The Carnivore: Why Two People Who Hate Each Other Would Stay Together Finally Makes Sense To Me

Mary and Ray Townes of Mark Sinnet's The Carnivore are happily married but in October of 1954 an event changes their lives forever (or as I see it, exposes these two for who they really are). I was not aware of this but apparently there was a hurricane, Hurricane Hazel, that really did blast through the city of Toronto in that year, resulting in flash floods that killed 81 people, destroyed possessions and left thousands homeless.

Ray is a cop and Mary is a nurse and separately they work that night to save and heal the people affected by the disaster. Ray is cheating on Mary with another woman but when push comes to shove (*wink*) he's more eager to get rid of her than his loins seem to think. Mary inevitably finds out about this transgression and when she suffers a loss soon after she blames Ray completely for her suffering.

The book flips back and forth between that fateful night in 1954 and its surrounding days and a period of time closer to the end of their lives. Yes, despite all the pain they've caused each other Ray and Mary have chosen to stick it out.
The Carnivore is not particularly strong in some areas - I found the language plain, the characters a bit stereotypical (gruff husband with the wandering eye, self-pitying wife who tries to keep the home fires burning), and the comparison between Hazel's destruction and the turbulence of their marriage too transparent. What it does do well is navigate the subtleties of a troubled marriage.

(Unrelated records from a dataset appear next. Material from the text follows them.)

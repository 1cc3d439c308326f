//! list-set-bench - throughput of sorted linked-list sets under three locking disciplines
//!
//! Every discipline is run with 1, 2, 4 and 8 worker threads; each worker issues the given
//! number of mostly-lookup operations against a shared set seeded with 1000 keys.

use std::process::ExitCode;

use anyhow::{Context, Result};
use clap::error::ErrorKind;
use clap::Parser;
use tracing::{error, info, Level};
use tracing_subscriber::FmtSubscriber;

use list_set_bench::bench::Bench;
use list_set_bench::config::{BenchConfig, Cli};

fn setup_logging(verbose: bool, quiet: bool) -> Result<()> {
    let level = if quiet {
        Level::ERROR
    } else if verbose {
        Level::DEBUG
    } else {
        Level::INFO
    };

    // Logs go to stderr so the table on stdout can be piped on its own.
    let subscriber = FmtSubscriber::builder()
        .with_max_level(level)
        .with_target(false)
        .with_writer(std::io::stderr)
        .finish();

    tracing::subscriber::set_global_default(subscriber).context("failed to set tracing subscriber")
}

fn print_usage() {
    let program = std::env::args()
        .next()
        .unwrap_or_else(|| env!("CARGO_BIN_NAME").to_owned());
    println!("usage: {program} <ops_per_thread>");
    println!("example: {program} 100000");
}

fn run(cli: &Cli) -> Result<()> {
    setup_logging(cli.verbose, cli.quiet)?;

    let config = BenchConfig::from_cli(cli).context("configuration error")?;
    info!(
        ops_per_thread = config.ops_per_thread,
        seed = config.seed,
        threads = ?config.thread_counts,
        "starting benchmark"
    );

    let report = Bench::new(config)?.run().context("benchmark failed")?;
    print!("{report}");
    Ok(())
}

fn main() -> ExitCode {
    let cli = match Cli::try_parse() {
        Ok(cli) => cli,
        Err(err) if matches!(err.kind(), ErrorKind::DisplayHelp | ErrorKind::DisplayVersion) => {
            // Help and version requests are not failures.
            let _ = err.print();
            return ExitCode::SUCCESS;
        }
        Err(err) => {
            eprintln!("{err}");
            print_usage();
            return ExitCode::FAILURE;
        }
    };

    match run(&cli) {
        Ok(()) => ExitCode::SUCCESS,
        Err(err) => {
            error!("{err:#}");
            ExitCode::FAILURE
        }
    }
}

I was really skeptical as to whether The Carnivore could adequately explain to me why two people would stay together even if they hate each other, even if all they have to say upon the other's death is, "Good, he is gone." But, there's a beautiful passage at the end that really got to the heart of the matter:
No two people can hate each other continuously for fifty years and stay together. There were times when it just didn't seem worth the energy that it required. And other times when he was considerate and devoted...I also remember rare moments when Ray and I caught each other's eye across a quiet room and regarded each other knowingly, regretfully, before burying ourselves once more in a book or the television or a whiskey or a chardonnay or, more often, in the deep wormy mess our marriage had become...
The reason people stay together isn't entirely because they're afraid of risk, it's also because nothing is bad 100% of the time. A marriage, even a sub-par one, has highs and lows and Mary and Ray found they could tolerate their hatred of each other because life's inconstancy would force them away from that hatred every so often.
People have told me that they really dislike Ray but I equally disliked both of them. Adultery is unfortunate but it doesn't have to be a deal breaker; a couple, through plenty of honest communication, can move past it. The central problem of Ray and Mary's relationship is a complete lack of honesty and both are equally guilty on this count. No book before this one quite convinced me how completely unproductive the blame game is and how enmeshed love, hate, regret, despair and complacency can be in even the most ordinary of relationships.

The Carnivore / Mark Sinnett / ECW Press / HC, 2009

Note: I received a copy of The Carnivore from ECW in exchange for an honest review.